• _Exercise inputs_
--- START ---

use sea_orm::entity::prelude::*;
use serde::{Deserialize, Serialize};

/// Which equipment consumes materials of which inventory category.
#[derive(Clone, Debug, PartialEq, Eq, DeriveEntityModel, Serialize, Deserialize)]
#[sea_orm(table_name = "category_equipment")]
pub struct Model {
    #[sea_orm(primary_key, auto_increment = false)]
    pub category_id: i32,
    #[sea_orm(primary_key, auto_increment = false)]
    pub equipment_id: i32,
}

#[derive(Copy, Clone, Debug, EnumIter, DeriveRelation)]
pub enum Relation {
    #[sea_orm(
        belongs_to = "super::inventory_category::Entity",
        from = "Column::CategoryId",
        to = "super::inventory_category::Column::Id",
        on_delete = "Cascade"
    )]
    Category,
    #[sea_orm(
        belongs_to = "super::equipment::Entity",
        from = "Column::EquipmentId",
        to = "super::equipment::Column::EquipmentId",
        on_delete = "Cascade"
    )]
    Equipment,
}

impl ActiveModelBehavior for ActiveModel {}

--- END ---

• _About this task_
Copy each line above that contains the string "Deserialize".

• _Solution to this exercise_
use serde::{Deserialize, Serialize};
#[derive(Clone, Debug, PartialEq, Eq, DeriveEntityModel, Serialize, Deserialize)]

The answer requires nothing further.